Filter the material, keeping only lines with the word "NotFound".
»»
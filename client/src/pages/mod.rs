//! Page modules for route-level screens.
//!
//! ARCHITECTURE
//! ============
//! Each page owns route-scoped orchestration and delegates rendering details
//! to `components`. Route guarding happens in `app`, not in the pages.

pub mod dashboard;
pub mod ingest;
pub mod login;
pub mod qa;
pub mod redirect;
pub mod signup;
//! Root application component with routing and context providers.

use leptos::prelude::*;
use leptos_meta::{MetaTags, Stylesheet, Title, provide_meta_context};
use leptos_router::{
    StaticSegment,
    components::{Route, Router, Routes},
};

use crate::components::notice_tray::NoticeTray;
use crate::components::route_guard::{RequireAnonymous, RequireAuthenticated};
use crate::net::api::HttpApi;
use crate::pages::{
    dashboard::DashboardPage, ingest::IngestPage, login::LoginPage, qa::QaPage, redirect::RootRedirect,
    signup::SignupPage,
};
use crate::state::notices::NoticeState;
use crate::state::session::SessionStore;
use crate::util::routes::AppRoute;

/// HTML shell rendered on the server for SSR + hydration.
pub fn shell(options: LeptosOptions) -> impl IntoView {
    view! {
        <!DOCTYPE html>
        <html lang="en">
            <head>
                <meta charset="utf-8"/>
                <meta name="viewport" content="width=device-width, initial-scale=1"/>
                <AutoReload options=options.clone()/>
                <HydrationScripts options/>
                <MetaTags/>
            </head>
            <body>
                <App/>
            </body>
        </html>
    }
}

/// Root application component.
///
/// Provides the session store, API client and notice tray as context, starts
/// the one-time session check, and sets up client-side routing.
#[component]
pub fn App() -> impl IntoView {
    provide_meta_context();

    let session = SessionStore::new();
    let api = HttpApi::default();
    let notices = RwSignal::new(NoticeState::default());

    provide_context(session);
    provide_context(api.clone());
    provide_context(notices);

    // Effects only run in the browser, so the server render stays pending.
    Effect::new(move || {
        let api = api.clone();
        leptos::task::spawn_local(async move {
            session.initialize(&api).await;
        });
    });

    view! {
        <Stylesheet id="leptos" href="/pkg/ragdesk.css"/>
        <Title text="RAG Q&A App"/>

        <Router>
            <NoticeTray/>
            <Routes fallback=|| "Page not found.".into_view()>
                <Route path=StaticSegment(AppRoute::Root.segment()) view=RootRedirect/>
                <Route
                    path=StaticSegment(AppRoute::Login.segment())
                    view=|| view! { <RequireAnonymous><LoginPage/></RequireAnonymous> }
                />
                <Route
                    path=StaticSegment(AppRoute::Signup.segment())
                    view=|| view! { <RequireAnonymous><SignupPage/></RequireAnonymous> }
                />
                <Route
                    path=StaticSegment(AppRoute::Dashboard.segment())
                    view=|| view! { <RequireAuthenticated><DashboardPage/></RequireAuthenticated> }
                />
                <Route
                    path=StaticSegment(AppRoute::Ingest.segment())
                    view=|| view! { <RequireAuthenticated><IngestPage/></RequireAuthenticated> }
                />
                <Route
                    path=StaticSegment(AppRoute::Qa.segment())
                    view=|| view! { <RequireAuthenticated><QaPage/></RequireAuthenticated> }
                />
            </Routes>
        </Router>
    }
}
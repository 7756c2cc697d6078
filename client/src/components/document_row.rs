//! One row of the ingest page's document list.

use leptos::prelude::*;

use crate::net::types::Document;
use crate::util::format::{qa_toggle_label, upload_date};

/// Document name, upload date and retrieval toggle.
///
/// `on_toggle` receives the document id and its state before the toggle.
#[component]
pub fn DocumentRow(document: Document, on_toggle: Callback<(String, bool)>) -> impl IntoView {
    let Document { id, name, created_at, enabled_for_qa } = document;
    let uploaded = format!("Uploaded on {}", upload_date(&created_at));

    view! {
        <li class="document-row">
            <div class="document-row__meta">
                <h3 class="document-row__name">{name}</h3>
                <p class="document-row__date">{uploaded}</p>
            </div>
            <button
                class="document-row__toggle"
                class:document-row__toggle--enabled=enabled_for_qa
                on:click=move |_| on_toggle.run((id.clone(), enabled_for_qa))
            >
                {qa_toggle_label(enabled_for_qa)}
            </button>
        </li>
    }
}
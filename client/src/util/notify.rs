//! Shared notifier that turns failures into transient notices.
//!
//! ERROR HANDLING
//! ==============
//! Page-level operations catch every failure and pass it here; nothing is
//! re-thrown past this boundary. Session initialization is the exception and
//! never reaches the notifier.

#[cfg(test)]
#[path = "notify_test.rs"]
mod notify_test;

use leptos::prelude::*;

use crate::net::error::ApiError;
use crate::state::notices::{NOTICE_TTL_MS, NoticeLevel, NoticeState};

/// Notice text for an API failure, prefixed by its backend error kind.
pub fn error_text(err: &ApiError) -> String {
    let message = err.message();
    match err.kind().label() {
        Some(label) => format!("{label}: {message}"),
        None => message,
    }
}

/// Show an API failure.
pub fn notify_error(notices: RwSignal<NoticeState>, err: &ApiError) {
    log::error!("request failed: {err:?}");
    show(notices, NoticeLevel::Error, error_text(err));
}

/// Show a locally detected problem (empty form field and the like).
pub fn notify_invalid(notices: RwSignal<NoticeState>, text: &str) {
    show(notices, NoticeLevel::Error, text.to_owned());
}

pub fn notify_success(notices: RwSignal<NoticeState>, text: &str) {
    show(notices, NoticeLevel::Success, text.to_owned());
}

fn show(notices: RwSignal<NoticeState>, level: NoticeLevel, text: String) {
    let mut id = String::new();
    notices.update(|n| id = n.push(level, text));
    schedule_dismiss(notices, id);
}

fn schedule_dismiss(notices: RwSignal<NoticeState>, id: String) {
    #[cfg(feature = "hydrate")]
    leptos::task::spawn_local(async move {
        gloo_timers::future::TimeoutFuture::new(NOTICE_TTL_MS).await;
        notices.update(|n| n.dismiss(&id));
    });
    #[cfg(not(feature = "hydrate"))]
    {
        let _ = (notices, id, NOTICE_TTL_MS);
    }
}
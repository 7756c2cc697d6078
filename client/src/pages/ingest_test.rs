use super::*;

#[test]
fn reset_file_input_survives_disposed_page() {
    let owner = Owner::new();
    let file_input = owner.with(NodeRef::<leptos::html::Input>::new);
    owner.cleanup();
    assert!(!reset_file_input(file_input));
}

#[test]
fn reset_file_input_without_mounted_element_is_noop() {
    Owner::new().with(|| {
        let file_input = NodeRef::<leptos::html::Input>::new();
        assert!(!reset_file_input(file_input));
    });
}
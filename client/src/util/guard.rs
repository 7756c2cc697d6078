//! Route-guard decisions.
//!
//! SYSTEM CONTEXT
//! ==============
//! Guard components and the root redirector share these pure decisions so
//! the render-or-redirect rules are testable without a browser. A decision is
//! a function of `(loading, authenticated)` only.

#[cfg(test)]
#[path = "guard_test.rs"]
mod guard_test;

use crate::state::session::SessionState;
use crate::util::routes::AppRoute;

/// Which sessions may see a guarded view.
#[derive(Clone, Copy, Debug, PartialEq, Eq)]
pub enum GuardPolicy {
    /// Signed-in users only; others go to the login entry point.
    RequireAuthenticated,
    /// Signed-out users only; others go to the authenticated home.
    RequireAnonymous,
}

/// What a guard does for the current session.
#[derive(Clone, Copy, Debug, PartialEq, Eq)]
pub enum GuardDecision {
    /// Session check still outstanding; show the placeholder.
    Pending,
    Render,
    /// Replace the current history entry with this route.
    Redirect(AppRoute),
}

impl GuardPolicy {
    pub fn decide(self, session: &SessionState) -> GuardDecision {
        if session.loading() {
            return GuardDecision::Pending;
        }
        let admitted = match self {
            Self::RequireAuthenticated => session.is_authenticated(),
            Self::RequireAnonymous => !session.is_authenticated(),
        };
        if admitted { GuardDecision::Render } else { GuardDecision::Redirect(self.redirect_target()) }
    }

    pub fn redirect_target(self) -> AppRoute {
        match self {
            Self::RequireAuthenticated => AppRoute::login_entry(),
            Self::RequireAnonymous => AppRoute::authenticated_home(),
        }
    }
}

/// Destination for `/`, or `None` while the session is still loading.
pub fn root_destination(session: &SessionState) -> Option<AppRoute> {
    if session.loading() {
        None
    } else if session.is_authenticated() {
        Some(AppRoute::authenticated_home())
    } else {
        Some(AppRoute::login_entry())
    }
}
//! Authenticated landing page.

use leptos::prelude::*;

use crate::components::layout::Layout;

#[component]
pub fn DashboardPage() -> impl IntoView {
    view! {
        <Layout>
            <h2 class="page__title">"Welcome to the RAG Q&A System"</h2>
            <p class="page__lead">"Use the sidebar to manage documents or ask questions."</p>
        </Layout>
    }
}
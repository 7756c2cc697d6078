//! Shared client-side state modules.
//!
//! DESIGN
//! ======
//! State is split by concern (`session`, `notices`, `documents`, `qa`) so
//! components depend on small focused models.

pub mod documents;
pub mod notices;
pub mod qa;
pub mod session;
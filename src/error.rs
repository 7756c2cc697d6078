//! Host startup errors.

use std::net::SocketAddr;

#[derive(Debug, thiserror::Error)]
pub enum HostError {
    #[error("invalid {key}: {value:?}")]
    InvalidEnv { key: &'static str, value: String },
    #[error("leptos configuration: {0}")]
    Leptos(String),
    #[error("failed to bind {addr}: {source}")]
    Bind {
        addr: SocketAddr,
        #[source]
        source: std::io::Error,
    },
    #[error("server failed: {0}")]
    Serve(#[from] std::io::Error),
    #[error("log filter: {0}")]
    LogFilter(String),
}
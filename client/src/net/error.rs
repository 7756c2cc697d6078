//! API error type and backend error classification.
//!
//! ERROR HANDLING
//! ==============
//! Every API wrapper returns `Result<_, ApiError>`. Pages never inspect the
//! variants directly; they hand the error to the notifier, which uses
//! [`ApiError::kind`] and [`ApiError::message`] to build the user-facing text.

#[cfg(test)]
#[path = "error_test.rs"]
mod error_test;

use super::types::ErrorBody;

/// Shown when neither the response nor the transport yields a message.
pub const FALLBACK_MESSAGE: &str = "An unexpected error occurred";

/// Failure of a single backend call.
#[derive(Clone, Debug, PartialEq, Eq, thiserror::Error)]
pub enum ApiError {
    /// The request never produced a response (offline, CORS, DNS).
    #[error("{0}")]
    Network(String),
    /// The backend answered with a non-2xx status.
    #[error("request failed with status {status}")]
    Status { status: u16, body: Option<ErrorBody> },
    /// A 2xx response whose body did not match the expected shape.
    #[error("{0}")]
    Decode(String),
    /// HTTP is only available in the browser build.
    #[error("not available on server")]
    Unavailable,
}

/// Backend error categories surfaced with a distinct prefix.
#[derive(Clone, Copy, Debug, PartialEq, Eq)]
pub enum ErrorKind {
    Validation,
    Database,
    NotFound,
    Conflict,
    File,
    Other,
}

impl ErrorKind {
    /// Classify from the envelope's `type` discriminator. Of the backend's
    /// `error.code` values only `VALIDATION_ERROR` carries a prefix; other codes
    /// show the bare message.
    pub fn classify(body: &ErrorBody) -> Self {
        if let Some(kind) = body.kind.as_deref() {
            let by_type = match kind {
                "ValidationError" => Some(Self::Validation),
                "DatabaseError" => Some(Self::Database),
                "NotFoundError" => Some(Self::NotFound),
                "ConflictError" => Some(Self::Conflict),
                "FileError" => Some(Self::File),
                _ => None,
            };
            if let Some(kind) = by_type {
                return kind;
            }
        }
        match body.error.as_ref().and_then(|e| e.code.as_deref()) {
            Some("VALIDATION_ERROR") => Self::Validation,
            _ => Self::Other,
        }
    }

    /// Prefix prepended to the message in notices.
    pub fn label(self) -> Option<&'static str> {
        match self {
            Self::Validation => Some("Validation Error"),
            Self::Database => Some("Database Error"),
            Self::NotFound => Some("Not Found"),
            Self::Conflict => Some("Conflict"),
            Self::File => Some("File Error"),
            Self::Other => None,
        }
    }
}

impl ApiError {
    pub fn kind(&self) -> ErrorKind {
        match self {
            Self::Status { body: Some(body), .. } => ErrorKind::classify(body),
            _ => ErrorKind::Other,
        }
    }

    /// Human-readable message: `error.message`, then `detail`, then `message`.
    pub fn message(&self) -> String {
        match self {
            Self::Status { body: Some(body), .. } => body
                .error
                .as_ref()
                .and_then(|e| e.message.clone())
                .or_else(|| body.detail.clone())
                .or_else(|| body.message.clone())
                .filter(|m| !m.trim().is_empty())
                .unwrap_or_else(|| FALLBACK_MESSAGE.to_owned()),
            Self::Status { body: None, .. } => FALLBACK_MESSAGE.to_owned(),
            Self::Network(msg) | Self::Decode(msg) if !msg.trim().is_empty() => msg.clone(),
            Self::Network(_) | Self::Decode(_) => FALLBACK_MESSAGE.to_owned(),
            Self::Unavailable => self.to_string(),
        }
    }

    /// HTTP status for `Status` errors.
    pub fn status(&self) -> Option<u16> {
        match self {
            Self::Status { status, .. } => Some(*status),
            _ => None,
        }
    }
}
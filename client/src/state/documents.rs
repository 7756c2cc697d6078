//! Document inventory state for the ingest page.
//!
//! DESIGN
//! ======
//! List loading and upload progress are tracked separately so the upload
//! control stays usable while the list refreshes.

#[cfg(test)]
#[path = "documents_test.rs"]
mod documents_test;

use crate::net::types::Document;

#[derive(Clone, Debug, Default)]
pub struct DocumentsState {
    pub items: Vec<Document>,
    pub loading: bool,
    pub uploading: bool,
    /// Name of the file picked for upload, if any.
    pub selected_file: Option<String>,
}

impl DocumentsState {
    pub fn is_empty(&self) -> bool {
        self.items.is_empty()
    }

    /// Upload is possible with a picked file and no upload in flight.
    pub fn can_upload(&self) -> bool {
        self.selected_file.is_some() && !self.uploading
    }

    pub fn upload_label(&self) -> &'static str {
        if self.uploading { "Uploading..." } else { "Upload Document" }
    }

    pub fn replace_items(&mut self, items: Vec<Document>) {
        self.items = items;
        self.loading = false;
    }
}
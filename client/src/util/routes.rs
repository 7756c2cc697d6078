//! Client route table.

#[cfg(test)]
#[path = "routes_test.rs"]
mod routes_test;

/// Every client-side route the router knows about.
#[derive(Clone, Copy, Debug, PartialEq, Eq, Hash)]
pub enum AppRoute {
    Root,
    Login,
    Signup,
    Dashboard,
    Ingest,
    Qa,
}

impl AppRoute {
    pub const ALL: [Self; 6] = [Self::Root, Self::Login, Self::Signup, Self::Dashboard, Self::Ingest, Self::Qa];

    pub fn path(self) -> &'static str {
        match self {
            Self::Root => "/",
            Self::Login => "/login",
            Self::Signup => "/signup",
            Self::Dashboard => "/dashboard",
            Self::Ingest => "/ingest",
            Self::Qa => "/qa",
        }
    }

    /// Path segment as registered with the router (no leading slash).
    pub fn segment(self) -> &'static str {
        self.path().trim_start_matches('/')
    }

    pub fn from_path(path: &str) -> Option<Self> {
        let trimmed = path.trim_end_matches('/');
        let normalized = if trimmed.is_empty() { "/" } else { trimmed };
        Self::ALL.into_iter().find(|route| route.path() == normalized)
    }

    /// Landing page for signed-in users.
    pub fn authenticated_home() -> Self {
        Self::Dashboard
    }

    /// Entry point for signed-out users.
    pub fn login_entry() -> Self {
        Self::Login
    }
}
««
### Solution:
    NotFound,
                "NotFoundError" => Some(Self::NotFound),
            Self::NotFound => Some("Not Found"),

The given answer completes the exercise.